Она в лорнет, прищурясь, смотрела на Александра. Взгляд был слегка плотояден. Чин статского советника был обещан Александру.
– Как вы спали, мой сын? Ваш Сашка второе утро всех будит.
Второе утро он хотел удрать из дому. На этот раз он решился, и, по-видимому, предстояло объясниться. Удирал он в Петербург, собственно даже не удирал – он вез Туркменчайский мир в Петербург и мог только проездом остановиться дня на два в Москве, но маменька надулась вчера, когда Александр сказал, что утром едет, – он мог бы еще задержаться на день в Москве. Он и задержался. Она смотрела на сына в этот раз по-особому.

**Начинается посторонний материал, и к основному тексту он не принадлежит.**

//! Error types for the SDL engine
//!
//! Library errors are `thiserror` enums grouped by concern; binaries convert
//! them to `anyhow` at the edge.

use std::fmt;
use std::io;
use std::path::PathBuf;
use thiserror::Error;

use crate::interpreter::{ParseError, Pos};
use crate::outcomes::ReduceError;

/// Location and subject shared by every evaluation-time error.
#[derive(Debug, Clone, PartialEq, Eq)]
pub struct Located {
    /// Source position (`0:0` when the error has no source anchor).
    pub pos: Pos,
    /// Offending identifier or expression text.
    pub subject: String,
    /// One-sentence cause.
    pub message: String,
}

impl fmt::Display for Located {
    fn fmt(&self, f: &mut fmt::Formatter<'_>) -> fmt::Result {
        write!(f, "{}", self.pos)?;
        if !self.subject.is_empty() {
            write!(f, ": '{}'", self.subject)?;
        }
        write!(f, ": {}", self.message)
    }
}

/// Errors raised by name resolution, type checking, instantiation and both
/// evaluation stages.
#[derive(Debug, Clone, PartialEq, Eq, Error)]
pub enum EvalError {
    /// Duplicate definition, unknown type or unknown identifier
    #[error("resolution error at {0}")]
    Resolution(Located),

    /// Declared/inferred mismatch, incompatible operands, wrong arity
    #[error("type error at {0}")]
    Type(Located),

    /// Missing parameter or dependency, unknown override target, shadowing
    #[error("instantiation error at {0}")]
    Instantiation(Located),

    /// Probabilistic value where a deterministic one is required, nil access,
    /// unsupported operation on a joint state
    #[error("evaluation error at {0}")]
    Evaluation(Located),

    /// Method not found or malformed
    #[error("method error at {0}")]
    Method(Located),

    /// Metric not computable from the target's value type
    #[error("analysis error at {0}")]
    Analysis(Located),
}

fn located(pos: Pos, subject: impl Into<String>, message: impl Into<String>) -> Located {
    Located {
        pos,
        subject: subject.into(),
        message: message.into(),
    }
}

impl EvalError {
    /// Construct a resolution error.
    pub fn resolution(pos: Pos, subject: impl Into<String>, message: impl Into<String>) -> Self {
        EvalError::Resolution(located(pos, subject, message))
    }

    /// Construct a type error.
    pub fn type_error(pos: Pos, subject: impl Into<String>, message: impl Into<String>) -> Self {
        EvalError::Type(located(pos, subject, message))
    }

    /// Construct an instantiation error.
    pub fn instantiation(pos: Pos, subject: impl Into<String>, message: impl Into<String>) -> Self {
        EvalError::Instantiation(located(pos, subject, message))
    }

    /// Construct an evaluation error.
    pub fn evaluation(pos: Pos, subject: impl Into<String>, message: impl Into<String>) -> Self {
        EvalError::Evaluation(located(pos, subject, message))
    }

    /// Construct a method error.
    pub fn method(pos: Pos, subject: impl Into<String>, message: impl Into<String>) -> Self {
        EvalError::Method(located(pos, subject, message))
    }

    /// Construct an analysis error.
    pub fn analysis(pos: Pos, subject: impl Into<String>, message: impl Into<String>) -> Self {
        EvalError::Analysis(located(pos, subject, message))
    }

    /// Location details.
    pub fn located(&self) -> &Located {
        match self {
            EvalError::Resolution(l)
            | EvalError::Type(l)
            | EvalError::Instantiation(l)
            | EvalError::Evaluation(l)
            | EvalError::Method(l)
            | EvalError::Analysis(l) => l,
        }
    }

    /// Short kind label.
    pub fn kind(&self) -> &'static str {
        match self {
            EvalError::Resolution(_) => "resolution",
            EvalError::Type(_) => "type",
            EvalError::Instantiation(_) => "instantiation",
            EvalError::Evaluation(_) => "evaluation",
            EvalError::Method(_) => "method",
            EvalError::Analysis(_) => "analysis",
        }
    }
}

impl From<ReduceError> for EvalError {
    fn from(err: ReduceError) -> Self {
        EvalError::evaluation(Pos::default(), "", format!("reduction failed: {err}"))
    }
}

/// Result alias for evaluation.
pub type EvalResult<T> = std::result::Result<T, EvalError>;

/// Errors raised while reading files and resolving imports.
#[derive(Debug, Error)]
pub enum LoadError {
    /// File could not be read
    #[error("failed to read {path}: {source}")]
    Io {
        /// Offending path
        path: PathBuf,
        /// Underlying IO error
        #[source]
        source: io::Error,
    },

    /// Import graph contains a cycle
    #[error("import cycle: {0}")]
    ImportCycle(String),

    /// Import path does not name a readable file
    #[error("{file}: cannot resolve import \"{path}\"")]
    MissingImport {
        /// Importing file
        file: String,
        /// Import path as written
        path: String,
    },

    /// Configuration file is not valid JSON
    #[error("invalid configuration: {0}")]
    Json(#[from] serde_json::Error),
}

/// Top-level error
#[derive(Debug, Error)]
pub enum SdlError {
    /// Syntax errors
    #[error("parse error: {0}")]
    Parse(#[from] ParseError),

    /// File and import errors
    #[error("load error: {0}")]
    Load(#[from] LoadError),

    /// Evaluation-time errors
    #[error("{0}")]
    Eval(#[from] EvalError),

    /// All errors collected by one type-checking pass
    #[error("{} type error(s): {}", .0.len(), join_errors(.0))]
    TypeCheck(Vec<EvalError>),

    /// Configuration errors
    #[error("configuration error: {0}")]
    Config(String),

    /// Session command misuse (no file loaded, no system selected, ...)
    #[error("session error: {0}")]
    Session(String),
}

fn join_errors(errors: &[EvalError]) -> String {
    errors
        .iter()
        .map(ToString::to_string)
        .collect::<Vec<_>>()
        .join("; ")
}

/// Result alias for top-level operations.
pub type Result<T> = std::result::Result<T, SdlError>;

#[cfg(test)]
mod tests {
    use super::*;

    #[test]
    fn located_errors_render_position_subject_and_cause() {
        let err = EvalError::resolution(Pos::new(3, 7), "cach", "unknown identifier");
        assert_eq!(err.to_string(), "resolution error at 3:7: 'cach': unknown identifier");
        assert_eq!(err.kind(), "resolution");
    }

    #[test]
    fn type_check_lists_every_error() {
        let err = SdlError::TypeCheck(vec![
            EvalError::type_error(Pos::new(1, 1), "x", "expected bool"),
            EvalError::type_error(Pos::new(2, 1), "y", "expected int"),
        ]);
        let text = err.to_string();
        assert!(text.starts_with("2 type error(s)"));
        assert!(text.contains("2:1"));
    }
}
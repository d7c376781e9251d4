//! Stage 1: lowering from AST to operator tree.
//!
//! Lowering resolves names, unrolls bounded loops and folds constant
//! arithmetic, but never collapses probability structure: sequences, choice
//! points and parallel joins all survive as nodes for Stage 2.

use std::sync::Arc;

use super::Pos;
use super::aggregator::AggregatorKind;
use super::ast::{BinaryOp, DistributeCase, Expr, ExprKind, Stmt, StmtKind, SwitchCase};
use super::frame::{Binding, Frame};
use super::ir::{OpNode, UnaryOp};
use super::runtime::Vm;
use super::scope::FileEnv;
use super::state::JointState;
use super::value::Value;
use crate::outcomes::Metric;
use crate::runtime::component::InstanceHandle;
use crate::runtime::error::{EvalError, EvalResult};

/// Stage-1 evaluator over one lexical frame.
pub struct Lowerer<'a> {
    vm: &'a Vm,
    env: Arc<FileEnv>,
    frame: Frame,
}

Настасья Федоровна прожилась.
Была ли она мотовкой? Она была жадна. Все же деньги плыли сквозь пальцы, сыпались песком – и опять начинали трещать углы, обсыпаться дом; в самом воздухе стояло разорение; все вещи были налицо, но дом пустел.
Настасья Федоровна была умна, хозяйка, мать – куда девались деньги? Самый воздух грибоедовского дома как бы ел их. Уже мужики были высосаны до последней крайности. Пять лет назад они подняли бунт, восстание, и их усмиряли оружием. Все же, несмотря на победу, губернатор заезжал, пил чай и предупреждал, что желательно не иметь более восстаний.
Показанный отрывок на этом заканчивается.